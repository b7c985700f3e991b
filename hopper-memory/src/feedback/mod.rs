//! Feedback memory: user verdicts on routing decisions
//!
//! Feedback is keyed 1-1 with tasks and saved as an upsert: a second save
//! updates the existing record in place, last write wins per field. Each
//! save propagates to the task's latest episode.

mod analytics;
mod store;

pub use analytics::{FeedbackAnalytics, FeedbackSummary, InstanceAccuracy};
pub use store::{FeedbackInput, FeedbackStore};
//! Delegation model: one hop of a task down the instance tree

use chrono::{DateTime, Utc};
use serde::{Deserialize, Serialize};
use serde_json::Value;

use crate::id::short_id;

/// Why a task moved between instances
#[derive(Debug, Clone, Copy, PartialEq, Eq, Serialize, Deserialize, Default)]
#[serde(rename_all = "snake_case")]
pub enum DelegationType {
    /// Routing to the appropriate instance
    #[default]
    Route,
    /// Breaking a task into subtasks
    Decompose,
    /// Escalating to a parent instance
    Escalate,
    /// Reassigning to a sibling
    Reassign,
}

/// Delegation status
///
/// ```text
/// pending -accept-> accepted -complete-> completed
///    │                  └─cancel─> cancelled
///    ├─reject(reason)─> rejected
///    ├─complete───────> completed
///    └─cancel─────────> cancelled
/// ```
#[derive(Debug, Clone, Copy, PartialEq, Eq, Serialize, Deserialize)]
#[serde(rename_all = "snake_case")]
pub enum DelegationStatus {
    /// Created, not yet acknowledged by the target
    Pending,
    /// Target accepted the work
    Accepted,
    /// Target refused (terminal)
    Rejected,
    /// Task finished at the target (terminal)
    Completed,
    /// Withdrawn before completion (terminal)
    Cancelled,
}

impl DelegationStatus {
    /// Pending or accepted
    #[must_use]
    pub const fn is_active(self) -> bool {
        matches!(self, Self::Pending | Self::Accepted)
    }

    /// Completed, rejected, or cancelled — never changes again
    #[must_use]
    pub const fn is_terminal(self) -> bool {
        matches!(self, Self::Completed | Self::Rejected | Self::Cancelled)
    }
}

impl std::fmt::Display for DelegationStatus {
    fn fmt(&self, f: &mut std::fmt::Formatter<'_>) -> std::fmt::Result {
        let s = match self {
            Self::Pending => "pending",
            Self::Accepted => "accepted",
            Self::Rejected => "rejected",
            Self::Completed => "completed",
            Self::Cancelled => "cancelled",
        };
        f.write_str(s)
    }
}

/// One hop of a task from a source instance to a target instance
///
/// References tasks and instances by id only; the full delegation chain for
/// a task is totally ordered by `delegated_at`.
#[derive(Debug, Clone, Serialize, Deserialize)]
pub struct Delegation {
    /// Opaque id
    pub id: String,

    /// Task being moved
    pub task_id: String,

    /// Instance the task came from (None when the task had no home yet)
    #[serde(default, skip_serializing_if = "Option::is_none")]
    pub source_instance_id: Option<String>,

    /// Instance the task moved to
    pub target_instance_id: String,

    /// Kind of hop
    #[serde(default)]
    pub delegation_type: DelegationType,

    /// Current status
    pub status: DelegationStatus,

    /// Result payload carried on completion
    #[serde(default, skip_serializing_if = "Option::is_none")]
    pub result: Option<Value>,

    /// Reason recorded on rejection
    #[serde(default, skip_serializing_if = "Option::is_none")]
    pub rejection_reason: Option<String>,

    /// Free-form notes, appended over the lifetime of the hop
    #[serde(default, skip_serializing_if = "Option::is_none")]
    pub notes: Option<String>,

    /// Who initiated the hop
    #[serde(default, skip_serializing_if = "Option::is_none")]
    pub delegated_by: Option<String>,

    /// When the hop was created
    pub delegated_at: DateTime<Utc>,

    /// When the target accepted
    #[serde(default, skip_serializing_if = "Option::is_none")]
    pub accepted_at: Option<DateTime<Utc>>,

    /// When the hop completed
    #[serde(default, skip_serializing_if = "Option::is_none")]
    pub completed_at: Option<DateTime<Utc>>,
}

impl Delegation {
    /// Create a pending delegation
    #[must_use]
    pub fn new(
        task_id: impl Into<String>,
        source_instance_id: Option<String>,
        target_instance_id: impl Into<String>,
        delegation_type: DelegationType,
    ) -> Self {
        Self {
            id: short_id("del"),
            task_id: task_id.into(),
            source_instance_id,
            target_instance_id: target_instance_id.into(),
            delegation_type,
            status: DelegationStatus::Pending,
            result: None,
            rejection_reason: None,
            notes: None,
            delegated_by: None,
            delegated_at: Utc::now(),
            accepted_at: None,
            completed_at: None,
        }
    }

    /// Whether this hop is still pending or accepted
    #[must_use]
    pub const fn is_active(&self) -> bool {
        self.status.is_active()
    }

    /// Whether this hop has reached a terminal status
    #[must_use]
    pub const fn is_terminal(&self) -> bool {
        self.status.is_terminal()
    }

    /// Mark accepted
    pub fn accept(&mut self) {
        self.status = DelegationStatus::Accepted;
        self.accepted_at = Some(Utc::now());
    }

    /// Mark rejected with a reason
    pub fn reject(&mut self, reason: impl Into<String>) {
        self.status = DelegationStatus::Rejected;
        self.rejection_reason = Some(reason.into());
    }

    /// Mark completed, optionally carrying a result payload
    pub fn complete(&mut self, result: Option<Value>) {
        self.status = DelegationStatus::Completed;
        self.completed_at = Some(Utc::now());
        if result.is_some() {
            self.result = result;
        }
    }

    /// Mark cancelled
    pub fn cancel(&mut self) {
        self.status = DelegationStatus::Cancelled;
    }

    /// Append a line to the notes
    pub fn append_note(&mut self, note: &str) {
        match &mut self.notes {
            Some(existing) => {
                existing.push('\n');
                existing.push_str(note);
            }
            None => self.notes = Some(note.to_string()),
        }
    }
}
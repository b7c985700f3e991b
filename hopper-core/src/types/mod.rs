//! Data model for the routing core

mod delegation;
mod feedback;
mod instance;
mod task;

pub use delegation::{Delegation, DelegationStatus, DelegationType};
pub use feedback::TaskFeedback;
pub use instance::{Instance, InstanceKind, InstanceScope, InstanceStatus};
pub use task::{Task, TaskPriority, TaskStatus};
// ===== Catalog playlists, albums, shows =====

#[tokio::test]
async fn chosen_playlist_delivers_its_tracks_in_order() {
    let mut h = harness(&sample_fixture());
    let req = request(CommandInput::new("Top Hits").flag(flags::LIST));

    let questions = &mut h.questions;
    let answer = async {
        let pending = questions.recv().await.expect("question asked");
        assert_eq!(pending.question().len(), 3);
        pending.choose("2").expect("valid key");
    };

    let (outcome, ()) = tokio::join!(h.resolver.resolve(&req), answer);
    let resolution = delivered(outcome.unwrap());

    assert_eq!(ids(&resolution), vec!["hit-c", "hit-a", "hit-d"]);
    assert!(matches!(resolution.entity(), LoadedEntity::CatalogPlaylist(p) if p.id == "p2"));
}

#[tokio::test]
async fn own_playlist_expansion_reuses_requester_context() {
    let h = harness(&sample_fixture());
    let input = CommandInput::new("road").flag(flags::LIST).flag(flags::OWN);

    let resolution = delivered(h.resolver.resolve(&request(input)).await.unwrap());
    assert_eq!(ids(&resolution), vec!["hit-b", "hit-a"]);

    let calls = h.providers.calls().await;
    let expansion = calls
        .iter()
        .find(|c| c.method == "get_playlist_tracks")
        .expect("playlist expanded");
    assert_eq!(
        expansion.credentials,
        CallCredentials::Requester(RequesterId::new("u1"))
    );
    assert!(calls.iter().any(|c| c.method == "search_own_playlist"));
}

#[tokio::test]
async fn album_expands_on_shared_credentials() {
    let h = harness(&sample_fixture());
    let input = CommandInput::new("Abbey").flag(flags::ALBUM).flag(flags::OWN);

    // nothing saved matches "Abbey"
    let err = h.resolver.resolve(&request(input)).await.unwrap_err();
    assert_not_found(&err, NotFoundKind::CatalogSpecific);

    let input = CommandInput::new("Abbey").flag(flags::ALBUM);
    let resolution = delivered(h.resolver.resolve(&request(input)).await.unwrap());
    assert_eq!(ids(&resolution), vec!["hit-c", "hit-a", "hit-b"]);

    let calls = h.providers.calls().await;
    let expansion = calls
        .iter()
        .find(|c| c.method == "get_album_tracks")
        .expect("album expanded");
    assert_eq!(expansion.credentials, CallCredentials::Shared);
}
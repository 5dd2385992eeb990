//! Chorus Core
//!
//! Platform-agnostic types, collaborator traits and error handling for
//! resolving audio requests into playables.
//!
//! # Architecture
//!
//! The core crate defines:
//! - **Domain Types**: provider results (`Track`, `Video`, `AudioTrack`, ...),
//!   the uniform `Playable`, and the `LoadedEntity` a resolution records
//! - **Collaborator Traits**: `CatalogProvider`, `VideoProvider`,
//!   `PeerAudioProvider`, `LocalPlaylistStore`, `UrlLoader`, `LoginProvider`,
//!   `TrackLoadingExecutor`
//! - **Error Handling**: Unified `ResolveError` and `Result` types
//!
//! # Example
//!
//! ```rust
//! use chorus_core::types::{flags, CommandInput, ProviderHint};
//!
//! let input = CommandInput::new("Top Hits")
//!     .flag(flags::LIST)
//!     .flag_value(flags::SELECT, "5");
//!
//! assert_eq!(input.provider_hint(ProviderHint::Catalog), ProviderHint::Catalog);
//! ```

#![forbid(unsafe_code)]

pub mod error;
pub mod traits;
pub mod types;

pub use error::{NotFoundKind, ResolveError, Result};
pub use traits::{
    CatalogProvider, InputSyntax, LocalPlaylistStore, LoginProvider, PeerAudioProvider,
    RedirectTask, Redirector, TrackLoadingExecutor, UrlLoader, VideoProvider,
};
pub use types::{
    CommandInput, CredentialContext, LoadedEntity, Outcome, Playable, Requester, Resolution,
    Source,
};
•••
**Task prompt:**
Which lines above contain the word "bool"? List them.

**Solution:**
    pub const fn is_active(self) -> bool {
    pub const fn is_terminal(self) -> bool {
    pub const fn is_active(&self) -> bool {
    pub const fn is_terminal(&self) -> bool {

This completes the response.